Hari-hari bebas PR dan tugas berat berlalu begitu saja. Ada hawa yang membuat semua orang jadi pendiam dan malu-malu, bahkan sampai akhir bulan November mendekat, dan tetap saja Harry belum mengajak Cho. Tapi dia sudah menguatkan hati dan menemui cewek itu hari ini juga, pada selang pelajaran Pemeliharaan Satwa Gaib (mempercantik Dovimetrodon hias) dan Transfigurasi.
Dia melihat Cho baru kembali dari Rumah Kaca bersama teman-temannya yang ribut seperti biasa. Harry menyadari bahwa setiap menit Cho bertambah cantik baginya tetapi jelas dia bukan Veela seperti Fleur Delacour.
Harry meninggalkan rombongan Gryffindor dan menghampiri Cho. Entah karena apa, Cho juga berpisah dari teman-temannya dan berjalan sendiri.
"H−hai, Cho!" kata Harry takut-takut.
"Hai, Harry, bagaimana kabarmu?" sapa Cho sambil tersenyum. Harry tidak tahan menatapnya, dan mendadak perutnya amat mual.
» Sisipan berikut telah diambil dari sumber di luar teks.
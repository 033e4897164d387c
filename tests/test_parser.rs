use pathguard::http::parser::{ParseError, parse_http_request, split_target};
use pathguard::http::request::Method;

#[test]
fn test_parse_simple_get_request() {
    let req = b"GET / HTTP/1.1\r\nHost: example.com\r\n\r\n";
    let (parsed, body, consumed) = parse_http_request(req).unwrap();

    assert_eq!(parsed.method, Method::GET);
    assert_eq!(parsed.path, "/");
    assert_eq!(parsed.query, None);
    assert_eq!(parsed.version, "HTTP/1.1");
    assert_eq!(parsed.headers.get("Host").unwrap(), "example.com");
    assert!(body.is_empty());
    assert_eq!(consumed, req.len());
}

#[test]
fn test_parse_post_request_with_body() {
    let req = b"POST /api/echo HTTP/1.1\r\nHost: localhost\r\nContent-Length: 5\r\n\r\nhello";
    let (parsed, body, consumed) = parse_http_request(req).unwrap();

    assert_eq!(parsed.method, Method::POST);
    assert_eq!(parsed.path, "/api/echo");
    assert_eq!(&body[..], b"hello");
    assert_eq!(consumed, req.len());
}

#[test]
fn test_parse_multiple_headers() {
    let req = b"GET /path HTTP/1.1\r\nHost: example.com\r\nUser-Agent: test-client\r\nAccept: */*\r\n\r\n";
    let (parsed, _, _) = parse_http_request(req).unwrap();

    assert_eq!(parsed.headers.get("Host").unwrap(), "example.com");
    assert_eq!(parsed.headers.get("User-Agent").unwrap(), "test-client");
    assert_eq!(parsed.headers.get("Accept").unwrap(), "*/*");
}

#[test]
fn test_parse_request_splits_query_from_path() {
    let req = b"GET /search?q=rust HTTP/1.1\r\nHost: example.com\r\n\r\n";
    let (parsed, _, _) = parse_http_request(req).unwrap();

    assert_eq!(parsed.path, "/search");
    assert_eq!(parsed.query.as_deref(), Some("q=rust"));
}

#[test]
fn test_parse_request_resolves_dot_segments() {
    let req = b"GET /css/../index.html HTTP/1.1\r\n\r\n";
    let (parsed, _, _) = parse_http_request(req).unwrap();

    assert_eq!(parsed.path, "/index.html");
}

#[test]
fn test_split_target_keeps_percent_encoding() {
    let (path, query) = split_target("/my%20file.txt").unwrap();
    assert_eq!(path, "/my%20file.txt");
    assert_eq!(query, None);
}

#[test]
fn test_parse_incomplete_request_missing_blank_line() {
    let req = b"GET / HTTP/1.1\r\nHost: example.com\r\n";
    let result = parse_http_request(req);

    assert!(matches!(result, Err(ParseError::Incomplete)));
}

#[test]
fn test_parse_incomplete_request_partial_body() {
    let req = b"POST /api HTTP/1.1\r\nContent-Length: 10\r\n\r\nhello";
    let result = parse_http_request(req);

    assert!(matches!(result, Err(ParseError::Incomplete)));
}

#[test]
fn test_parse_invalid_http_method() {
    let req = b"INVALID / HTTP/1.1\r\n\r\n";
    let result = parse_http_request(req);

    assert!(matches!(result, Err(ParseError::InvalidMethod)));
}

#[test]
fn test_parse_malformed_header() {
    let req = b"GET / HTTP/1.1\r\nBrokenHeader\r\n\r\n";
    let result = parse_http_request(req);

    assert!(matches!(result, Err(ParseError::InvalidHeader)));
}

#[test]
fn test_parse_invalid_content_length() {
    let req = b"POST /api HTTP/1.1\r\nContent-Length: lots\r\n\r\n";
    let result = parse_http_request(req);

    assert!(matches!(result, Err(ParseError::InvalidContentLength)));
}

#[test]
fn test_parse_various_http_methods() {
    let methods = vec![
        ("GET", Method::GET),
        ("POST", Method::POST),
        ("PUT", Method::PUT),
        ("DELETE", Method::DELETE),
        ("HEAD", Method::HEAD),
        ("OPTIONS", Method::OPTIONS),
        ("PATCH", Method::PATCH),
    ];

    for (method_str, expected_method) in methods {
        let req = format!("{} / HTTP/1.1\r\n\r\n", method_str);
        let (parsed, _, _) = parse_http_request(req.as_bytes()).unwrap();
        assert_eq!(parsed.method, expected_method);
    }
}

#[test]
fn test_parse_request_with_binary_body() {
    let req = b"POST /upload HTTP/1.1\r\nContent-Length: 4\r\n\r\n\x00\x01\x02\x03";
    let (_, body, _) = parse_http_request(req).unwrap();

    assert_eq!(&body[..], &[0, 1, 2, 3]);
}

#[test]
fn test_parse_pipelined_requests_consumes_only_first() {
    let first = b"GET /a HTTP/1.1\r\n\r\n".to_vec();
    let mut buf = first.clone();
    buf.extend_from_slice(b"GET /b HTTP/1.1\r\n\r\n");

    let (parsed, _, consumed) = parse_http_request(&buf).unwrap();
    assert_eq!(parsed.path, "/a");
    assert_eq!(consumed, first.len());

    let (second, _, _) = parse_http_request(&buf[consumed..]).unwrap();
    assert_eq!(second.path, "/b");
}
"Cho, aku mau bilang, s−sebetulnya...sebetulnya aku dari dulu s−suka kamu," Harry menelan ludah, merasa mukanya panas. "Maukah...maukah kau j−jadi pacarku? Bersamaku?"
Diam. Cho dan Harry berpandang-pandangan, dua-duanya merah. "Oh, Harry!" seru Cho Chang kemudian. "K−kau serius?"
"Serius," jawab Harry mantap, tapi sambil menggigit bibir bawahnya.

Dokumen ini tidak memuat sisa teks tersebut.